Exercise data Start Marker

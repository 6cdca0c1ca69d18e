// In: src/testdata.rs

//! Synthesized MP3 streams for tests.
//!
//! A 417-byte MPEG-1 Layer III frame (128 kbps, 44.1 kHz, stereo, no CRC)
//! whose side information is entirely zero is a valid frame decoding to
//! silence: `part2_3_length == 0` means no scalefactors and no Huffman data.
//! Concatenating them yields an arbitrarily long, well-formed CBR stream
//! without shipping a binary fixture.

pub const FRAME_SAMPLES: usize = 1152;
pub const TEST_CHANNELS: usize = 2;
pub const TEST_HZ: u32 = 44100;
pub const TEST_BITRATE_KBPS: u32 = 128;

const FRAME_BYTES: usize = 417; // floor(144 * 128000 / 44100), no padding bit

/// Builds `good_frames` silent frames followed by one frame whose header is
/// valid but whose side information is not: the window-switching flag is set
/// with the forbidden block type 0. The format layer happily yields the
/// packet (the 4-byte header checks out); the decoder then rejects it, which
/// is exactly the mid-stream corruption shape the read path must report.
pub fn corrupt_tail_stream(good_frames: usize) -> Vec<u8> {
    let mut data = silent_stream(good_frames + 1);
    // Side info granule 0 / channel 0: main_data_begin(9) + private(3) +
    // scfsi(8) + part2_3_length(12) + big_values(9) + global_gain(8) +
    // scalefac_compress(4) puts the window-switching flag at side-info bit
    // 53, i.e. bit 2 of side-info byte 6 = frame byte 10. block_type stays 0.
    let tail = data.len() - FRAME_BYTES;
    data[tail + 10] = 0x04;
    data
}

/// Builds a stream of `frames` consecutive silent frames.
pub fn silent_stream(frames: usize) -> Vec<u8> {
    let mut frame = [0u8; FRAME_BYTES];
    frame[0] = 0xFF; // sync
    frame[1] = 0xFB; // MPEG-1, Layer III, no CRC
    frame[2] = 0x90; // 128 kbps, 44.1 kHz, no padding
    frame[3] = 0x00; // stereo

    let mut data = Vec::with_capacity(frames * FRAME_BYTES);
    for _ in 0..frames {
        data.extend_from_slice(&frame);
    }
    data
}
// In: src/ffi/c_api.rs

//! C ABI entry points for the foreign host (historically Python/ctypes).
//!
//! Contract, preserved from the legacy wrapper:
//! - probe failures return the all-sentinel record `{-1,-1,-1,-1}`;
//! - windowed decode returns a nonnegative sample count, `-100` when the
//!   input cannot be opened or has zero metadata, `-200` when the start
//!   offset cannot be honored, or the raw engine code after a faulted short
//!   read;
//! - `unpackbits` returns 0 on success.
//!
//! Every entry point guards its pointers, catches panics, and fails by
//! return value.

use std::ffi::CStr;
use std::os::raw::{c_char, c_int, c_long};
use std::panic::{catch_unwind, AssertUnwindSafe};
use std::path::Path;

use log::debug;

use crate::bits;
use crate::decode::{self, WindowSpec};
use crate::engine::E_PARAM;
use crate::error::CODE_OPEN_FAILED;
use crate::ffi::init_logging;
use crate::probe;
use crate::probe::StreamInfo;

//==================================================================================
// I. Boundary Records
//==================================================================================

/// Probe result as the host sees it. Matches the legacy `mp3_info` layout.
#[repr(C)]
#[derive(Debug, Clone, Copy, PartialEq, Eq)]
pub struct Mp3Info {
    pub samples: c_int,
    pub channels: c_int,
    pub hz: c_int,
    pub bitrate_kbps: c_int,
}

impl Mp3Info {
    fn invalid() -> Self {
        Self {
            samples: StreamInfo::SENTINEL,
            channels: StreamInfo::SENTINEL,
            hz: StreamInfo::SENTINEL,
            bitrate_kbps: StreamInfo::SENTINEL,
        }
    }
}

impl From<StreamInfo> for Mp3Info {
    fn from(info: StreamInfo) -> Self {
        Self {
            samples: info.samples,
            channels: info.channels,
            hz: info.sample_rate_hz,
            bitrate_kbps: info.bitrate_kbps,
        }
    }
}

/// Whole-stream decode result with ownership of `buffer` transferred to the
/// host. Must be released exactly once via [`mp3_bulk_result_free`]; a failed
/// (null-buffer) result may be passed to the release call harmlessly.
#[repr(C)]
#[derive(Debug, Clone, Copy)]
pub struct Mp3BulkResult {
    pub buffer: *mut f32,
    pub samples: usize,
    pub channels: c_int,
    pub hz: c_int,
    pub avg_bitrate_kbps: c_int,
}

impl Mp3BulkResult {
    fn invalid() -> Self {
        Self {
            buffer: std::ptr::null_mut(),
            samples: 0,
            channels: 0,
            hz: 0,
            avg_bitrate_kbps: 0,
        }
    }
}

fn saturating_c_int(v: usize) -> c_int {
    c_int::try_from(v).unwrap_or(c_int::MAX)
}

fn window_from_raw(start: c_long, length: c_long) -> WindowSpec {
    // Negative values have never been meaningful here; treat them as unset.
    WindowSpec {
        start: start.max(0) as u64,
        length: length.max(0) as u64,
    }
}

/// # Safety
/// `path` must be a valid, NUL-terminated C string.
unsafe fn path_from_raw<'a>(path: *const c_char) -> Option<&'a Path> {
    if path.is_null() {
        return None;
    }
    CStr::from_ptr(path).to_str().ok().map(Path::new)
}

//==================================================================================
// II. Probe
//==================================================================================

/// Probes an MP3 buffer. Returns the all-sentinel record on any failure.
///
/// # Safety
/// `input` must point to `input_size` readable bytes (or be null).
#[no_mangle]
pub unsafe extern "C" fn mp3_probe_buffer(input: *const u8, input_size: c_int) -> Mp3Info {
    init_logging();
    catch_unwind(AssertUnwindSafe(|| {
        if input.is_null() || input_size <= 0 {
            return Mp3Info::invalid();
        }
        let data = std::slice::from_raw_parts(input, input_size as usize);
        match probe::probe_buffer(data) {
            Ok(info) => Mp3Info::from(info),
            Err(err) => {
                debug!("probe_buffer failed: {err}");
                Mp3Info::invalid()
            }
        }
    }))
    .unwrap_or_else(|_| Mp3Info::invalid())
}

/// Probes an MP3 file. Returns the all-sentinel record on any failure.
///
/// # Safety
/// `path` must be a valid, NUL-terminated C string (or null).
#[no_mangle]
pub unsafe extern "C" fn mp3_probe_file(path: *const c_char) -> Mp3Info {
    init_logging();
    catch_unwind(AssertUnwindSafe(|| {
        let path = match path_from_raw(path) {
            Some(p) => p,
            None => return Mp3Info::invalid(),
        };
        match probe::probe_file(path) {
            Ok(info) => Mp3Info::from(info),
            Err(err) => {
                debug!("probe_file failed: {err}");
                Mp3Info::invalid()
            }
        }
    }))
    .unwrap_or_else(|_| Mp3Info::invalid())
}

//==================================================================================
// III. Windowed Decode
//==================================================================================

/// Decodes up to `output_size` interleaved f32 samples from an MP3 buffer,
/// starting at per-channel sample `start`, at most `length` per-channel
/// samples (0 = no limit). Returns the count written or a negative code.
///
/// # Safety
/// `input` must point to `input_size` readable bytes; `output` must point to
/// `output_size` writable f32 slots.
#[no_mangle]
pub unsafe extern "C" fn mp3_decode_buffer(
    input: *const u8,
    input_size: c_int,
    output: *mut f32,
    output_size: c_int,
    start: c_long,
    length: c_long,
) -> c_int {
    init_logging();
    catch_unwind(AssertUnwindSafe(|| {
        if input.is_null() || input_size <= 0 || output.is_null() || output_size < 0 {
            return CODE_OPEN_FAILED;
        }
        let data = std::slice::from_raw_parts(input, input_size as usize);
        let out = std::slice::from_raw_parts_mut(output, output_size as usize);
        match decode::decode_buffer_window(data, out, window_from_raw(start, length)) {
            Ok(read) => saturating_c_int(read),
            Err(err) => {
                debug!("decode_buffer failed: {err}");
                err.boundary_code()
            }
        }
    }))
    .unwrap_or(CODE_OPEN_FAILED)
}

/// File variant of [`mp3_decode_buffer`].
///
/// # Safety
/// `path` must be a valid, NUL-terminated C string; `output` must point to
/// `output_size` writable f32 slots.
#[no_mangle]
pub unsafe extern "C" fn mp3_decode_file(
    path: *const c_char,
    output: *mut f32,
    output_size: c_int,
    start: c_long,
    length: c_long,
) -> c_int {
    init_logging();
    catch_unwind(AssertUnwindSafe(|| {
        let path = match path_from_raw(path) {
            Some(p) => p,
            None => return CODE_OPEN_FAILED,
        };
        if output.is_null() || output_size < 0 {
            return CODE_OPEN_FAILED;
        }
        let out = std::slice::from_raw_parts_mut(output, output_size as usize);
        match decode::decode_file_window(path, out, window_from_raw(start, length)) {
            Ok(read) => saturating_c_int(read),
            Err(err) => {
                debug!("decode_file failed: {err}");
                err.boundary_code()
            }
        }
    }))
    .unwrap_or(CODE_OPEN_FAILED)
}

//==================================================================================
// IV. Bulk Decode Fallback
//==================================================================================

/// Decodes an entire buffer and copies every produced sample into `output`.
/// Returns the interleaved sample count, or 0 on failure. The caller must
/// size `output` for the whole stream (probe first); no capacity check is
/// performed.
///
/// # Safety
/// `input` must point to `input_size` readable bytes; `output` must have room
/// for every sample the stream decodes to.
#[no_mangle]
pub unsafe extern "C" fn mp3_decode_bulk(
    input: *const u8,
    input_size: c_int,
    output: *mut f32,
) -> c_long {
    init_logging();
    catch_unwind(AssertUnwindSafe(|| {
        if input.is_null() || input_size <= 0 || output.is_null() {
            return 0;
        }
        let data = std::slice::from_raw_parts(input, input_size as usize);
        match decode::decode_bulk_buffer(data) {
            Ok(bulk) => {
                let out = std::slice::from_raw_parts_mut(output, bulk.samples.len());
                out.copy_from_slice(&bulk.samples);
                bulk.samples.len() as c_long
            }
            Err(err) => {
                debug!("decode_bulk failed: {err}");
                0
            }
        }
    }))
    .unwrap_or(0)
}

/// Decodes an entire buffer and hands the sample storage itself to the host.
/// The result must be released exactly once via [`mp3_bulk_result_free`]. On
/// failure the returned record has a null `buffer` and zeroed fields.
///
/// # Safety
/// `input` must point to `input_size` readable bytes.
#[no_mangle]
pub unsafe extern "C" fn mp3_decode_bulk_owned(
    input: *const u8,
    input_size: c_int,
) -> Mp3BulkResult {
    init_logging();
    catch_unwind(AssertUnwindSafe(|| {
        if input.is_null() || input_size <= 0 {
            return Mp3BulkResult::invalid();
        }
        let data = std::slice::from_raw_parts(input, input_size as usize);
        match decode::decode_bulk_buffer(data) {
            Ok(bulk) => {
                let boxed = bulk.samples.into_boxed_slice();
                let samples = boxed.len();
                Mp3BulkResult {
                    buffer: Box::into_raw(boxed) as *mut f32,
                    samples,
                    channels: saturating_c_int(bulk.channels as usize),
                    hz: saturating_c_int(bulk.sample_rate_hz as usize),
                    avg_bitrate_kbps: saturating_c_int(bulk.avg_bitrate_kbps as usize),
                }
            }
            Err(err) => {
                debug!("decode_bulk_owned failed: {err}");
                Mp3BulkResult::invalid()
            }
        }
    }))
    .unwrap_or_else(|_| Mp3BulkResult::invalid())
}

/// Releases the storage owned by a [`Mp3BulkResult`]. Passing a failed
/// (null-buffer) result is a no-op; releasing the same result twice is
/// undefined, exactly as with the allocator it replaces.
///
/// # Safety
/// `result` must come from [`mp3_decode_bulk_owned`] and must not have been
/// released before.
#[no_mangle]
pub unsafe extern "C" fn mp3_bulk_result_free(result: Mp3BulkResult) {
    if result.buffer.is_null() {
        return;
    }
    let slice = std::ptr::slice_from_raw_parts_mut(result.buffer, result.samples);
    drop(Box::from_raw(slice));
}

//==================================================================================
// V. Bit Unpacker
//==================================================================================

/// Unpacks `src_size` bytes into `8 * src_size` bytes of 0/1 values,
/// most-significant bit first. Returns 0 on success, the engine parameter
/// code on null pointers.
///
/// # Safety
/// `src` must point to `src_size` readable bytes; `dst` must point to
/// `8 * src_size` writable bytes.
#[no_mangle]
pub unsafe extern "C" fn unpackbits(src: *const u8, src_size: c_int, dst: *mut u8) -> c_int {
    init_logging();
    catch_unwind(AssertUnwindSafe(|| {
        if src.is_null() || dst.is_null() || src_size < 0 {
            return E_PARAM;
        }
        let src = std::slice::from_raw_parts(src, src_size as usize);
        let dst = std::slice::from_raw_parts_mut(dst, src.len() * 8);
        bits::unpack_bits_into(src, dst);
        0
    }))
    .unwrap_or(E_PARAM)
}

//==================================================================================
// VI. Unit Tests
//==================================================================================
//! Block collector
//!
//! Extracts the brace-delimited blocks controlled by a conditional or loop
//! header. Nested brace pairs are kept verbatim inside the collected block;
//! they are only resolved when that block itself is executed.

use tracing::debug;

/// Words that introduce the else-block of a conditional
pub const ELSE_KEYWORDS: [&str; 2] = ["fallback", "else"];

/// Blocks controlled by a conditional header
#[derive(Debug, Clone, PartialEq, Default)]
pub struct IfBlocks {
    pub then_block: Vec<String>,
    pub else_block: Vec<String>,
    /// Index of the first line after all collected blocks
    pub next: usize,
}

/// Block controlled by a loop header
#[derive(Debug, Clone, PartialEq, Default)]
pub struct LoopBlock {
    pub block: Vec<String>,
    pub test: String,
    /// Index of the first line after the block
    pub next: usize,
}

/// Text strictly between the first `(` and the last `)` of a header
pub fn extract_condition(header: &str) -> String {
    match (header.find('('), header.rfind(')')) {
        (Some(open), Some(close)) if close > open => header[open + 1..close].trim().to_string(),
        _ => String::new(),
    }
}

/// Collect `{ then } [fallback { else }]` for the header at `start`
pub fn collect_if_else(lines: &[String], start: usize) -> IfBlocks {
    let Some(open) = find_open_brace(lines, start + 1) else {
        debug!(line = start, "conditional without a block");
        return IfBlocks {
            next: start + 1,
            ..Default::default()
        };
    };

    let (then_block, then_end) = collect_brace_block(lines, open);
    let mut next = then_end + 1;

    let mut else_block = Vec::new();
    if lines.get(next).is_some_and(|line| is_else_introducer(line)) {
        next += 1;
        if let Some(open) = find_open_brace(lines, next) {
            let (block, end) = collect_brace_block(lines, open);
            else_block = block;
            next = end + 1;
        }
    }

    debug!(
        line = start,
        then_len = then_block.len(),
        else_len = else_block.len(),
        next,
        "collected conditional blocks"
    );

    IfBlocks {
        then_block,
        else_block,
        next,
    }
}

/// Collect `{ body }` for the loop header at `start`
pub fn collect_loop(lines: &[String], start: usize) -> LoopBlock {
    let test = lines
        .get(start)
        .map(|header| extract_condition(header))
        .unwrap_or_default();

    let Some(open) = find_open_brace(lines, start + 1) else {
        debug!(line = start, "loop without a block");
        return LoopBlock {
            block: Vec::new(),
            test,
            next: start + 1,
        };
    };

    let (block, end) = collect_brace_block(lines, open);
    debug!(line = start, body_len = block.len(), next = end + 1, "collected loop block");

    LoopBlock {
        block,
        test,
        next: end + 1,
    }
}

/// Collect the lines inside the brace pair opening at `open`
///
/// Returns the block and the index of its closing brace. An unmatched
/// block runs to the end of the sequence.
pub fn collect_brace_block(lines: &[String], open: usize) -> (Vec<String>, usize) {
    let mut depth = 0usize;
    let mut block = Vec::new();

    for (i, line) in lines.iter().enumerate().skip(open) {
        match line.as_str() {
            "{" => {
                depth += 1;
                if depth > 1 {
                    block.push(line.clone());
                }
            }
            "}" => {
                depth = depth.saturating_sub(1);
                if depth == 0 {
                    return (block, i);
                }
                block.push(line.clone());
            }
            _ => block.push(line.clone()),
        }
    }

    (block, lines.len().saturating_sub(1))
}

fn find_open_brace(lines: &[String], from: usize) -> Option<usize> {
    (from..lines.len()).find(|&i| lines[i] == "{")
}

fn is_else_introducer(line: &str) -> bool {
    ELSE_KEYWORDS.iter().any(|kw| {
        line.strip_prefix(kw)
            .is_some_and(|rest| !rest.starts_with(|c: char| c.is_ascii_alphanumeric() || c == '_'))
    })
}
//! Outbox for events produced while stepping
//!
//! Statement handlers never call back into the host. They queue events
//! here and the session layer drains them into the caller's sink.

use super::types::Val;
use serde::{Deserialize, Serialize};

/// Classification tag attached to every emitted event
#[derive(Debug, Clone, Copy, PartialEq, Eq, Serialize, Deserialize)]
#[serde(rename_all = "lowercase")]
pub enum OutputKind {
    /// Value written by an output statement
    Output,
    /// Completion notification
    System,
    /// Runtime fault notification
    Error,
}

/// A single value handed to the output sink
#[derive(Debug, Clone, PartialEq, Serialize, Deserialize)]
pub struct OutputEvent {
    pub value: Val,
    pub kind: OutputKind,
}

impl OutputEvent {
    pub fn output(value: Val) -> Self {
        OutputEvent {
            value,
            kind: OutputKind::Output,
        }
    }

    pub fn system(message: impl Into<String>) -> Self {
        OutputEvent {
            value: Val::Str(message.into()),
            kind: OutputKind::System,
        }
    }

    pub fn error(message: impl Into<String>) -> Self {
        OutputEvent {
            value: Val::Str(message.into()),
            kind: OutputKind::Error,
        }
    }
}

/// Pending events in emission order
#[derive(Debug, Clone, Default, PartialEq, Serialize, Deserialize)]
pub struct Outbox {
    pub events: Vec<OutputEvent>,
}

impl Outbox {
    pub fn new() -> Self {
        Self::default()
    }

    pub fn push(&mut self, event: OutputEvent) {
        self.events.push(event);
    }

    pub fn is_empty(&self) -> bool {
        self.events.is_empty()
    }

    /// Take all queued events, leaving the outbox empty
    pub fn drain(&mut self) -> Vec<OutputEvent> {
        std::mem::take(&mut self.events)
    }
}
//! # Executor - Resumable Stack-Driven Interpreter
//!
//! Runs a flat line sequence one micro-step at a time.
//!
//! ## Core Principles
//!
//! 1. **Stack-driven execution**: All state in `frames: Vec<Frame>`, no recursion
//!    into nested blocks
//! 2. **Lazy block resolution**: A header's blocks are collected only when the
//!    header runs, and are resolved further only when pushed as a frame
//! 3. **Single global environment**: One flat `Env` for the whole execution
//! 4. **Pure executor**: No I/O, no async - just runs until suspend, fault or
//!    completion, leaving events in the outbox
//!
//! ## Suspension
//!
//! An input statement sets `Control::Suspend(name)` and stops the loop.
//! `VM::resume` coerces the supplied value, clears the suspension, and
//! execution continues with the next statement. A suspension inside a loop
//! body unwinds the enclosing loops, so execution resumes after the
//! outermost one.

pub mod coercion;
pub mod conditions;
pub mod errors;
pub mod exec_loop;
pub mod expressions;
pub mod outbox;
pub mod statements;
pub mod types;
pub mod vm;

#[cfg(test)]
mod tests;

// Re-export commonly used items
pub use conditions::evaluate_condition;
pub use errors::{ExecError, RuntimeError};
pub use exec_loop::{run_until_done, step};
pub use expressions::eval_expr;
pub use outbox::{OutputEvent, OutputKind, Outbox};
pub use types::{Control, Declarator, Env, Frame, FrameKind, Slot, Stmt, Val, VarType};
pub use vm::{Step, COMPLETION_MESSAGE, VM};
//! Test helpers for executor tests
//!
//! Common utilities for building VMs from program text and reading back
//! what they produced

use crate::interpreter::executor::{run_until_done, OutputEvent, OutputKind, Val, VM};
use std::collections::HashMap;

/// Normalize source and create a VM, passing it through a serde round trip
pub fn build_vm(source: &str) -> VM {
    let vm = VM::from_source(source);
    let json = serde_json::to_string(&vm).expect("VM serialization failed");
    serde_json::from_str(&json).expect("VM deserialization failed")
}

/// Build a VM and run it until it stops
pub fn run_program(source: &str) -> VM {
    let mut vm = build_vm(source);
    run_until_done(&mut vm);
    vm
}

/// Drain the outbox
pub fn drain_events(vm: &mut VM) -> Vec<OutputEvent> {
    vm.outbox.drain()
}

/// Values of queued output events, leaving the outbox untouched
pub fn outputs(vm: &VM) -> Vec<Val> {
    vm.outbox
        .events
        .iter()
        .filter(|e| e.kind == OutputKind::Output)
        .map(|e| e.value.clone())
        .collect()
}

/// Number of completion events queued
pub fn completions(vm: &VM) -> usize {
    vm.outbox
        .events
        .iter()
        .filter(|e| e.kind == OutputKind::System)
        .count()
}

/// Current value of every variable
pub fn env_values(vm: &VM) -> HashMap<String, Val> {
    vm.env
        .iter()
        .map(|(name, slot)| (name.clone(), slot.value.clone()))
        .collect()
}

/// Resume with `raw` and run until the next stop
pub fn resume_with(vm: &mut VM, raw: &str) {
    vm.resume(raw).expect("VM was not suspended");
    run_until_done(vm);
}

/// Round-trip the VM through JSON, as a host parking it would
pub fn round_trip(vm: &VM) -> VM {
    let json = serde_json::to_string(vm).expect("VM serialization failed");
    serde_json::from_str(&json).expect("VM deserialization failed")
}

Exercise data End Marker

» Problem to solve
Please return, exactly as written, the line containing "run_until_done(vm);" and every line after it through the end of the records above, and nothing else.

» Solution for this task
    run_until_done(vm);
}

/// Round-trip the VM through JSON, as a host parking it would
pub fn round_trip(vm: &VM) -> VM {
    let json = serde_json::to_string(vm).expect("VM serialization failed");
    serde_json::from_str(&json).expect("VM deserialization failed")
}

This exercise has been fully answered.